From the events of 1774-75, we can discern that import restrictions or bans on firearms or ammunition are constitutionally suspect — at least if their purpose is to disarm the public, rather than for the normal purposes of import controls (e.g., raising tax revenue, or protecting domestic industry). We can discern that broad attempts to disarm the people of a town, or to render them defenseless, are anathema to the Second Amendment; such disarmament is what the British tried to impose, and what the Americans fought a war to ensure could never again happen in America. Similarly, gun licensing laws which have the purpose or effect of only allowing a minority of the people to keep and bear arms would be unconstitutional. Finally, we see that government violence, which should always be carefully constrained and controlled, should be especially discouraged when it is used to take firearms away from peaceable citizens.
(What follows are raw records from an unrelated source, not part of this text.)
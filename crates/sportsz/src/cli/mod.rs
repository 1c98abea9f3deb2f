//! Command-line interface for sportsz.
//!
//! This module provides the CLI structure for the `sportsz` binary.

mod commands;

use std::path::PathBuf;

use clap::{Parser, Subcommand};

pub use commands::{
    AskCommand, AthletesCommand, CollectionArg, CommunityCommand, ConfigCommand, DreamCommand,
    EligibilityCommand, ExportCommand, HistoryCommand, OutputFormat, QuoteCommand,
    RegisterCommand, ResetCommand, SpeedCommand, StatusCommand, TimerCommand, VideoCommand,
};

/// sportsz - Train, time and share, all stored locally
///
/// Register athletes, time runs, upload clips, post to the community feed and
/// track a dream goal. Everything lives in a local database.
#[derive(Debug, Parser)]
#[command(name = "sportsz")]
#[command(author, version, about, long_about = None)]
#[command(propagate_version = true)]
pub struct Cli {
    /// Path to custom configuration file
    #[arg(short, long, global = true, value_name = "FILE")]
    pub config: Option<PathBuf>,

    /// Increase verbosity (-v for debug, -vv for trace)
    #[arg(short, long, action = clap::ArgAction::Count, global = true)]
    pub verbose: u8,

    /// Suppress all output except errors
    #[arg(short, long, global = true)]
    pub quiet: bool,

    /// The command to execute
    #[command(subcommand)]
    pub command: Command,
}

/// Top-level commands.
///
/// Configuration commands are kept apart so they can run when the
/// configuration itself is broken.
#[derive(Debug, Subcommand)]
pub enum Command {
    /// Commands that run against the local store
    #[command(flatten)]
    App(AppCommand),

    /// View or validate configuration
    #[command(subcommand)]
    Config(ConfigCommand),
}

/// Commands that need a loaded configuration and an open store.
#[derive(Debug, Subcommand)]
pub enum AppCommand {
    /// Register an athlete
    Register(RegisterCommand),

    /// List registered athletes
    Athletes(AthletesCommand),

    /// Time a run with a live stopwatch
    Timer(TimerCommand),

    /// Calculate and save speed from distance and time
    Speed(SpeedCommand),

    /// Show run history, badges and chart
    History(HistoryCommand),

    /// Show the top 10% speed
    Insight,

    /// Export data as CSV
    #[command(subcommand)]
    Export(ExportCommand),

    /// Upload, list or delete videos
    #[command(subcommand)]
    Video(VideoCommand),

    /// Post to or read the community feed
    #[command(subcommand)]
    Community(CommunityCommand),

    /// View or update the dream goal
    #[command(subcommand)]
    Dream(DreamCommand),

    /// Show a motivational quote
    Quote(QuoteCommand),

    /// Show minimum age and training notes for a sport
    Eligibility(EligibilityCommand),

    /// Ask the training assistant
    Ask(AskCommand),

    /// Send the weekly practice reminder
    Remind,

    /// Delete one collection
    Reset(ResetCommand),

    /// Show what is stored
    Status(StatusCommand),
}

impl Cli {
    /// Get the verbosity level based on flags.
    #[must_use]
    pub fn verbosity(&self) -> crate::logging::Verbosity {
        crate::logging::Verbosity::from_flags(self.quiet, self.verbose)
    }
}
Use of the military for law enforcement is particularly odious to the principles upon which the American Revolution was based.

Readers interested in more detail on the role of gun rights and gun control in period leading up to the Revolution, and in the remainder of 18th century America, are encouraged to read Stephen Halbrook’s excellent book The Founders’ Second Amendment, which is the result of decades of work by Halbrook in finding primary sources of the period, including newspapers, correspondence, and diaries.

On a related topic, some readers might also be interested in my 2005 article The Religious Roots of the American Revolution and the Right to Keep and Bear Arms, detailing the role of Congregationalist and other ministers in inciting the Revolution, by explaining collective self-defense of natural and civil rights as a moral and religious obligation.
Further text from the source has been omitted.